La première manifestation de ce parti-pris fut l’annonce d’un nouveau bal donné cette fois en l’honneur des représentans du Nicaragua et de San-Salvador. Le premier avait eu lieu le 7 avril. Quatre jours après tombait l’anniversaire de la bataille du 11 avril 1856 ; ce fut le jour choisi pour le second. On en faisait ainsi à tous les points de vue une fête nationale, à laquelle l’adoption supposée du traité Gass-lrizarri devait imprimer un caractère de protestation. L’opinion en effet était indignée de cette faiblesse du gouvernement nicaraguain, et, sans prévoir encore par quel moyen pratique elle échapperait aux funestes conséquences d’une telle conduite, elle sentait le besoin instinctif de se manifester, de se fortifier par l’union, d’en appeler au tribunal de toute l’Amérique centrale contre les actes compromettans d’une de ses républiques.
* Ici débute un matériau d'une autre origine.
//! POST /v1/setup - parent-facing session creation.

use axum::Json;
use axum::extract::State;
use chrono::Utc;
use serde::Serialize;

use cubby_types::session::KidProfile;

use crate::http::error::AppError;
use crate::state::AppState;

#[derive(Debug, Serialize)]
pub struct SetupResponse {
    pub session_id: String,
}

/// Validate the profile and mint a fresh session.
pub async fn setup(
    State(state): State<AppState>,
    Json(profile): Json<KidProfile>,
) -> Result<Json<SetupResponse>, AppError> {
    let session_id = state.sessions.create(profile, Utc::now())?;
    tracing::info!(%session_id, "session created");
    Ok(Json(SetupResponse { session_id }))
}
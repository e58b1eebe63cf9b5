//! Emotion taxonomy for expressive speech synthesis.
//!
//! The classifier maps every assistant reply to exactly one of these
//! labels. The set is closed on purpose: downstream prosody selection
//! is a fixed lookup table, and an unknown label would mean a silent
//! voice regression rather than a compile error.

use serde::{Deserialize, Serialize};

use std::fmt;
use std::str::FromStr;

/// Emotion label attached to every assistant reply.
///
/// `Cheerful` doubles as the safe fallback: when classification is
/// ambiguous or the sentiment collaborator reports distress, we never
/// surface that to the child -- we default to a bright voice instead.
#[derive(Debug, Clone, Copy, PartialEq, Eq, Serialize, Deserialize)]
#[serde(rename_all = "lowercase")]
pub enum EmotionLabel {
    Cheerful,
    Curious,
    Affectionate,
}

impl EmotionLabel {
    /// All labels, in a fixed order (useful for exhaustive tests).
    pub const ALL: [EmotionLabel; 3] = [
        EmotionLabel::Cheerful,
        EmotionLabel::Curious,
        EmotionLabel::Affectionate,
    ];
}

impl Default for EmotionLabel {
    fn default() -> Self {
        EmotionLabel::Cheerful
    }
}

impl fmt::Display for EmotionLabel {
    fn fmt(&self, f: &mut fmt::Formatter<'_>) -> fmt::Result {
        match self {
            EmotionLabel::Cheerful => write!(f, "cheerful"),
            EmotionLabel::Curious => write!(f, "curious"),
            EmotionLabel::Affectionate => write!(f, "affectionate"),
        }
    }
}

impl FromStr for EmotionLabel {
    type Err = String;

    fn from_str(s: &str) -> Result<Self, Self::Err> {
        match s.to_lowercase().as_str() {
            "cheerful" => Ok(EmotionLabel::Cheerful),
            "curious" => Ok(EmotionLabel::Curious),
            "affectionate" => Ok(EmotionLabel::Affectionate),
            other => Err(format!("invalid emotion label: '{other}'")),
        }
    }
}

/// Coarse emotional state detected on the *kid's* input.
///
/// Feeds an emotional-context hint into the system preamble so the
/// model can match the child's energy or be comforting. Distinct from
/// [`EmotionLabel`], which tags the assistant's reply for the voice.
#[derive(Debug, Clone, Copy, PartialEq, Eq, Serialize, Deserialize)]
#[serde(rename_all = "lowercase")]
pub enum KidMood {
    Happy,
    Sad,
    Neutral,
}

impl Default for KidMood {
    fn default() -> Self {
        KidMood::Neutral
    }
}

impl fmt::Display for KidMood {
    fn fmt(&self, f: &mut fmt::Formatter<'_>) -> fmt::Result {
        match self {
            KidMood::Happy => write!(f, "happy"),
            KidMood::Sad => write!(f, "sad"),
            KidMood::Neutral => write!(f, "neutral"),
        }
    }
}
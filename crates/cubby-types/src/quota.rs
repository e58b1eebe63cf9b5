//! Token bucket state for the per-session daily usage quota.
//!
//! The state lives inside a session entry; the refill/consume algorithm
//! that mutates it lives in `cubby-core::guardrail::bucket`.

use chrono::{DateTime, Duration, Utc};
use serde::Serialize;

/// Default daily token budget per session.
pub const DEFAULT_DAILY_TOKENS: u32 = 4096;

/// Default replenishment period (one full reset per day).
pub fn default_period() -> Duration {
    Duration::hours(24)
}

/// Per-session token bucket state.
///
/// Invariant: `remaining <= capacity` at all times. Refill never
/// decreases `remaining`; only consumption does.
#[derive(Debug, Clone)]
pub struct TokenBucketState {
    /// Maximum tokens per period.
    pub capacity: u32,
    /// Tokens currently available.
    pub remaining: u32,
    /// When the bucket was last reset to capacity.
    pub last_refill_at: DateTime<Utc>,
    /// Replenishment interval.
    pub period: Duration,
}

impl TokenBucketState {
    /// Create a full bucket at `now`.
    pub fn new(capacity: u32, period: Duration, now: DateTime<Utc>) -> Self {
        Self {
            capacity,
            remaining: capacity,
            last_refill_at: now,
            period,
        }
    }

    /// A full bucket with the default daily budget.
    pub fn daily(now: DateTime<Utc>) -> Self {
        Self::new(DEFAULT_DAILY_TOKENS, default_period(), now)
    }
}

/// Outcome of a consumption attempt.
#[derive(Debug, Clone, Copy, PartialEq, Eq, Serialize)]
pub struct BucketDecision {
    /// Whether the requested cost was granted.
    pub allowed: bool,
    /// Tokens available after the attempt (unchanged on denial).
    pub remaining: u32,
}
On devine toute la force que donnaient à mes projets de pareilles dispositions pour le cas prévu où j’aurais à lutter contre l’exclusivisme américain. L’invasion légale qu’on redoutait avait fait naître la résolution froide de ne livrer San-José qu’en cendres, comme Moscou, à commencer par le palais national. Ce n’était heureusement qu’une fausse alerte. M. Jérès, comme tous les Nicaraguains, avaient été trompés par une manœuvre habile du président Martinez : ils avaient cru à l’acceptation du gouvernement lorsqu’il n’y avait encore qu’un vote du congrès de Managua ; mais cette erreur, qui ne fut reconnue qu’au Nicaragua même, replaçait Costa-Rica et son chef sur le terrain des mesures de salut public[1]. Le voyage projeté s’en trouva modifié dans son plan, élargi dans son objet ; il emportait l’idée d’une espèce de dictature morale allant trancher à Rivas, au nom de la patrie commune, le nœud gordien de la situation. C’est ainsi qu’il fut présenté en effet par une proclamation insérée le 15 avril dans le journal officiel, et lorsque le surlendemain le cortège se mit en route pour Punta-Arenas, où nous devions nous embarquer, si le traité Cass-Irizarri

  1. Un incident fera comprendre quelle signification avait alors le traité Cass-Irizarri aux yeux des Américains. Aussitôt que la fausse nouvelle de la signature fut connue à Aspinwall, le colonel Kinnoy rassembla ses amis et s’embarqua pour la seconde échauffourée de Grey-Town ; puis, dans la proclamation qu’il adressa aux habitans de cette ville en arrêtant leurs autorités, en s’emparant de la maison commune, il leur déclara que « le traité Cass-Irizarri ayant mis le Nicaragua sous la protection des États-Unis, il usait de son droit de protecteur en prenant désormais les rênes du gouvernement. »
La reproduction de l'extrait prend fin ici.